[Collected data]
::::

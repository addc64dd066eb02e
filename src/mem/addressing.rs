//! physical address decomposition
//!
//! pure bit-slicing of a 64-bit physical address into the addressing
//! hierarchy. the low bits covering one transaction's bytes are discarded
//! first, then fields are peeled off least-significant first in the
//! reverse of the scheme's msb-to-lsb order.

use crate::mem::config::{AddressMappingScheme, MemoryConfig};

#[derive(Debug, Clone, Copy, PartialEq, Eq)]
pub struct DecodedAddress {
    pub channel: usize,
    pub rank: usize,
    pub bank: usize,
    pub row: u64,
    pub column: u64,
}

#[derive(Debug, Clone)]
pub struct AddressMapper {
    scheme: AddressMappingScheme,
    chan_bits: u32,
    rank_bits: u32,
    bank_bits: u32,
    row_bits: u32,
    col_bits: u32,
    offset_bits: u32,
}

fn field_bits(count: u64) -> u32 {
    debug_assert!(count.is_power_of_two(), "geometry counts must be powers of two: {count}");
    count.trailing_zeros()
}

fn take(addr: &mut u64, bits: u32) -> u64 {
    let value = *addr & ((1u64 << bits) - 1);
    *addr >>= bits;
    value
}

impl AddressMapper {
    pub fn new(cfg: &MemoryConfig) -> Self {
        Self {
            scheme: cfg.address_scheme,
            chan_bits: field_bits(cfg.num_channels as u64),
            rank_bits: field_bits(cfg.num_ranks as u64),
            bank_bits: field_bits(cfg.num_banks as u64),
            row_bits: field_bits(cfg.num_rows as u64),
            col_bits: field_bits(cfg.num_cols as u64),
            offset_bits: field_bits(cfg.bytes_per_transaction()),
        }
    }

    pub fn map(&self, address: u64) -> DecodedAddress {
        let mut addr = address >> self.offset_bits;
        let (channel, rank, bank, row, column);
        match self.scheme {
            AddressMappingScheme::RowBankRankColChan => {
                channel = take(&mut addr, self.chan_bits);
                column = take(&mut addr, self.col_bits);
                rank = take(&mut addr, self.rank_bits);
                bank = take(&mut addr, self.bank_bits);
                row = take(&mut addr, self.row_bits);
            }
            AddressMappingScheme::RowColRankBankChan => {
                channel = take(&mut addr, self.chan_bits);
                bank = take(&mut addr, self.bank_bits);
                rank = take(&mut addr, self.rank_bits);
                column = take(&mut addr, self.col_bits);
                row = take(&mut addr, self.row_bits);
            }
            AddressMappingScheme::ChanRankBankRowCol => {
                column = take(&mut addr, self.col_bits);
                row = take(&mut addr, self.row_bits);
                bank = take(&mut addr, self.bank_bits);
                rank = take(&mut addr, self.rank_bits);
                channel = take(&mut addr, self.chan_bits);
            }
        }
        DecodedAddress {
            channel: channel as usize,
            rank: rank as usize,
            bank: bank as usize,
            row,
            column,
        }
    }
}

#[cfg(test)]
mod tests {
    use super::*;

    fn mapper(scheme: AddressMappingScheme) -> AddressMapper {
        let mut cfg = MemoryConfig::from_ddr3_1333();
        cfg.address_scheme = scheme;
        AddressMapper::new(&cfg)
    }

    #[test]
    fn offset_bits_are_discarded() {
        let m = mapper(AddressMappingScheme::RowBankRankColChan);
        // 64-byte transactions: addresses within one burst map identically
        assert_eq!(m.map(0x1000), m.map(0x1004));
        assert_ne!(m.map(0x1000), m.map(0x1040));
    }

    #[test]
    fn row_bank_rank_col_layout() {
        let m = mapper(AddressMappingScheme::RowBankRankColChan);
        // one rank, 8 banks, 1024 cols, 64B offset: bank bits sit above 16 col+offset bits
        let d = m.map(3 << 16);
        assert_eq!(d.bank, 3);
        assert_eq!(d.row, 0);
        let d = m.map(5u64 << 19);
        assert_eq!(d.row, 5);
        assert_eq!(d.bank, 0);
    }

    #[test]
    fn chan_rank_bank_row_col_layout() {
        let m = mapper(AddressMappingScheme::ChanRankBankRowCol);
        let d = m.map(7u64 << (6 + 10 + 15));
        assert_eq!(d.bank, 7);
        let d = m.map(42u64 << (6 + 10));
        assert_eq!(d.row, 42);
    }

    #[test]
    fn deterministic() {
        let m = mapper(AddressMappingScheme::RowColRankBankChan);
        assert_eq!(m.map(0xdead_beef), m.map(0xdead_beef));
    }
}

::::

--- TASK ITEM ---
The lines that mention the word "addressing" should be pulled from the records above.

--- WRITTEN SOLUTION ---
filename src/mem/addressing.rs
//! pure bit-slicing of a 64-bit physical address into the addressing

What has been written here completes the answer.